La felicità è davvero un traguardo raggiungibile?

La felicità non si raggiunge facendo fatica per conquistarla; sgorga da dentro, spontaneamente e senza chiederci niente. La vera felicità costa poco, se è cara non è di buona qualità. Per essere felici serve davvero impegnarsi, faticare, sgobbare? Non dovrebbe essere piuttosto un moto spontaneo dell’anima? Che cosa dobbiamo fare allora per essere felici?

In realtà, a parer mio, nulla, ma quel nulla bisogna farlo bene. Un individuo veramente felice è colui che accetta ciò che è, senza dannarsi per cercare di cambiarlo. 

Quella è la vera felicità. Non dipende certo dal possesso di oggetti o dal raggiungimento di obiettivi, ma dall’accogliere ciò che è, così come è. Nella speranza di trovare la felicità, di trovare qualcosa che ci dia un senso di pace e amore. Ma possono l’amore e la pace nascere da una lotta? Lo sforzo che facciamo è una lotta nel tentativo di cambiare ciò che è in ciò che non è, o in ciò che pensiamo dovrebbe essere. Nel momento stesso in cui accetti ciò che è, la tua guerra interiore cessa e subentra la pace. 
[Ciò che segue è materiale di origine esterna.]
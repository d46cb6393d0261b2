use super::*;
use crate::test_support::RecordingStore;
use proptest::prelude::*;
use std::time::Duration;

async fn survey_flow(store: Arc<RecordingStore>) -> (ViewController, WishlistFlow) {
    let view = ViewController::new(Duration::from_millis(600));
    let flow = WishlistFlow::new(view.clone(), store);
    view.show_capture().await.expect("capture panel");
    view.show_survey("a@b.co").await.expect("survey panel");
    (view, flow)
}

#[test]
fn submit_starts_disabled() {
    let view = ViewController::new(Duration::from_millis(600));
    let flow = WishlistFlow::new(view, Arc::new(RecordingStore::ok()));
    assert!(!flow.submit_enabled());
    assert!(flow.form().purposes.is_empty());
}

proptest! {
    #[test]
    fn submit_enabled_iff_some_purpose_checked(
        events in proptest::collection::vec((0usize..3, any::<bool>()), 0..24)
    ) {
        let view = ViewController::new(Duration::from_millis(600));
        let flow = WishlistFlow::new(view, Arc::new(RecordingStore::ok()));
        let mut checked = BTreeSet::new();

        for (idx, on) in events {
            let purpose = Purpose::ALL[idx];
            if on {
                checked.insert(purpose);
            } else {
                checked.remove(&purpose);
            }
            flow.set_purpose(purpose, on);

            let form = flow.form();
            prop_assert_eq!(form.submit_enabled, !checked.is_empty());
            prop_assert_eq!(form.purposes, checked.clone());
        }
    }
}

#[tokio::test(start_paused = true)]
async fn sends_derived_purpose_flags_and_tiers() {
    let store = Arc::new(RecordingStore::ok());
    let (view, flow) = survey_flow(store.clone()).await;

    flow.set_purpose(Purpose::VideoServer, true);
    flow.set_purpose(Purpose::WebHosting, true);
    flow.select_storage(Some("2TB".to_string()));
    flow.select_battery(Some("Large".to_string()));

    assert_eq!(
        flow.submit().await,
        SubmitOutcome::Submitted {
            stored: true,
            revealed: true
        }
    );

    let appended = store.appended().await;
    assert_eq!(appended.len(), 1);
    let (collection, record) = &appended[0];
    assert_eq!(*collection, Collection::Wishlist);
    assert_eq!(record["purpose_video_server"], true);
    assert_eq!(record["purpose_web_hosting"], true);
    assert_eq!(record["purpose_normal_storage"], false);
    assert_eq!(record["storage"], "2TB");
    assert_eq!(record["battery"], "Large");
    assert_eq!(record["email"], "a@b.co");

    let settled = view.snapshot();
    assert!(settled.is_settled_on(PanelState::Success));
    assert_eq!(settled.success_email, "a@b.co");
    assert_eq!(flow.form().phase, FlowPhase::Idle);
}

#[tokio::test(start_paused = true)]
async fn storage_failure_still_reaches_success() {
    let store = Arc::new(RecordingStore::failing("quota exceeded"));
    let (view, flow) = survey_flow(store.clone()).await;
    flow.set_purpose(Purpose::NormalStorage, true);

    let task = tokio::spawn({
        let flow = flow.clone();
        async move { flow.submit().await }
    });
    tokio::time::sleep(Duration::from_millis(599)).await;
    assert_eq!(view.snapshot().leaving, Some(PanelState::WishlistSurvey));

    assert_eq!(
        task.await.expect("join"),
        SubmitOutcome::Submitted {
            stored: false,
            revealed: true
        }
    );
    assert_eq!(view.visible(), PanelState::Success);
    assert_eq!(store.appended().await.len(), 1);
}

#[tokio::test(start_paused = true)]
async fn gated_submit_sends_nothing() {
    let store = Arc::new(RecordingStore::ok());
    let (view, flow) = survey_flow(store.clone()).await;

    flow.set_purpose(Purpose::WebHosting, true);
    flow.set_purpose(Purpose::WebHosting, false);
    assert_eq!(
        flow.submit().await,
        SubmitOutcome::Ignored(IgnoreReason::NothingSelected)
    );
    assert!(store.appended().await.is_empty());
    assert!(view.snapshot().is_settled_on(PanelState::WishlistSurvey));
}

#[tokio::test(start_paused = true)]
async fn edited_email_is_carried_to_success() {
    let store = Arc::new(RecordingStore::ok());
    let (view, flow) = survey_flow(store.clone()).await;
    assert_eq!(view.snapshot().survey_email, "a@b.co");

    flow.on_email_input("fixed@b.co");
    flow.set_purpose(Purpose::NormalStorage, true);
    flow.submit().await;

    assert_eq!(store.appended().await[0].1["email"], "fixed@b.co");
    assert_eq!(view.snapshot().success_email, "fixed@b.co");
}

#[tokio::test(start_paused = true)]
async fn second_submit_while_storage_is_pending_is_ignored() {
    let store = Arc::new(RecordingStore::slow(Duration::from_secs(2)));
    let (view, flow) = survey_flow(store.clone()).await;
    flow.set_purpose(Purpose::NormalStorage, true);

    let first = tokio::spawn({
        let flow = flow.clone();
        async move { flow.submit().await }
    });
    tokio::time::sleep(Duration::from_millis(100)).await;

    assert!(view.snapshot().is_settled_on(PanelState::WishlistSurvey));
    assert_eq!(
        flow.submit().await,
        SubmitOutcome::Ignored(IgnoreReason::AlreadySubmitting)
    );

    assert_eq!(
        first.await.expect("join"),
        SubmitOutcome::Submitted {
            stored: true,
            revealed: true
        }
    );
    assert_eq!(store.appended().await.len(), 1);
    assert_eq!(view.visible(), PanelState::Success);
}

#[tokio::test(start_paused = true)]
async fn leaving_survey_drops_the_pending_handoff() {
    let store = Arc::new(RecordingStore::slow(Duration::from_secs(10)));
    let (view, flow) = survey_flow(store.clone()).await;
    flow.set_purpose(Purpose::VideoServer, true);

    let stale = tokio::spawn({
        let flow = flow.clone();
        async move { flow.submit().await }
    });
    tokio::time::sleep(Duration::from_millis(100)).await;

    view.reset().await.expect("back to content");
    assert_eq!(flow.form().phase, FlowPhase::Idle);
    view.show_capture().await.expect("capture panel");
    view.show_survey("b@b.co").await.expect("survey panel again");

    let fresh = tokio::spawn({
        let flow = flow.clone();
        async move { flow.submit().await }
    });

    assert_eq!(
        stale.await.expect("join"),
        SubmitOutcome::Submitted {
            stored: true,
            revealed: false
        }
    );
    assert!(view.snapshot().is_settled_on(PanelState::WishlistSurvey));

    assert_eq!(
        fresh.await.expect("join"),
        SubmitOutcome::Submitted {
            stored: true,
            revealed: true
        }
    );
    let settled = view.snapshot();
    assert!(settled.is_settled_on(PanelState::Success));
    assert_eq!(settled.success_email, "b@b.co");

    let emails: Vec<_> = store
        .appended()
        .await
        .into_iter()
        .map(|(_, doc)| doc["email"].clone())
        .collect();
    assert_eq!(emails, vec!["a@b.co", "b@b.co"]);
}

#[tokio::test(start_paused = true)]
async fn submit_outside_survey_is_ignored() {
    let store = Arc::new(RecordingStore::ok());
    let view = ViewController::new(Duration::from_millis(600));
    let flow = WishlistFlow::new(view.clone(), store.clone());
    flow.set_purpose(Purpose::VideoServer, true);

    assert_eq!(
        flow.submit().await,
        SubmitOutcome::Ignored(IgnoreReason::PanelNotShown)
    );
    view.show_capture().await.expect("capture");
    assert_eq!(
        flow.submit().await,
        SubmitOutcome::Ignored(IgnoreReason::PanelNotShown)
    );
    assert!(store.appended().await.is_empty());
}

#[test]
fn form_data_lists_only_checked_purposes() {
    let form = SurveyForm {
        storage: Some("1TB".to_string()),
        battery: None,
        purposes: [Purpose::WebHosting, Purpose::NormalStorage].into_iter().collect(),
        submit_enabled: true,
        ..SurveyForm::default()
    };
    let data = form.form_data("a@b.co");
    assert_eq!(data.get_all(FIELD_PURPOSE), vec!["Normal Storage", "Web Hosting"]);
    assert_eq!(data.get(FIELD_STORAGE), Some("1TB"));
    assert_eq!(data.get(FIELD_BATTERY), None);
    assert_eq!(data.get(FIELD_EMAIL), Some("a@b.co"));
}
Non sei tu che, tra mille sforzi, devi condurre la tua vita verso una meta, semmai è la meta ad attirarti. Te ne accorgi dal fatto che determinate situazioni e persone ti attraggono con la forza di un magnete.

Ma in noi si ingaggia una lotta tra la spontaneità dell’essere naturali e il dover essere in un certo modo, il dover apparire. Una lotta che spesso prende la forma di un disturbo. Così arrivano l’ansia, la tristezza o il panico. Nessuno sforzo della ragione può fermarli, perché vengono dal profondo come energie naturali e istintive. 

Hai la mente tormentata e la testa piena di pensieri e progetti: dov’è lo spazio per la felicità? Punto primo, occorre ridurre la fatica. Punto secondo, bisogna arrendersi. Realizzare e arrendersi: non serve altro. Altrimenti capita inesorabilmente che ti ritrovi in una sempre identica situazione di stallo, attorniato da persone sostanzialmente inutili ed a fare e pensare cose che lo sono altrettanto. 

L’evoluzione della nostra esistenza viene da dentro: ognuno di noi può operare un’evoluzione decisiva nella sua vita. Può sprigionare nuove potenzialità. In ognuno ci sono forze rigeneranti che giorno dopo giorno possono far nascere una persona nuova, creare per noi un mondo nuovo. 

Negli anni ho imparato a non aver certezze definitive: un tempo ero piena di convinzioni. Oggi francamente mi sembra che le cose che coltivo vengano da dentro di me, senza che io le abbia chiamate. Perciò sto imparando ad aspettare e a non agire. Quando mi viene chiesto di prendere una decisione, rispondo spesso “ti farò sapere”, perché ho capito che l’indecisione é utile a lasciar maturare le soluzioni che arrivano in modo naturale e spontaneo, senza forzature. 

Il primo passo da compiere è ribaltare la prospettiva. Non dobbiamo realizzarci, ma lasciare che la realizzazione avvenga! Siamo destinati a realizzarci, tanto più facilmente quanto meno intralciamo il processo. Dobbiamo dimenticare i modelli a cui siamo abituati, e inoltrarci con fiducia lungo percorsi inaspettati, perché qualunque sia il nostro destino di realizzazione si svolge nell’ignoto.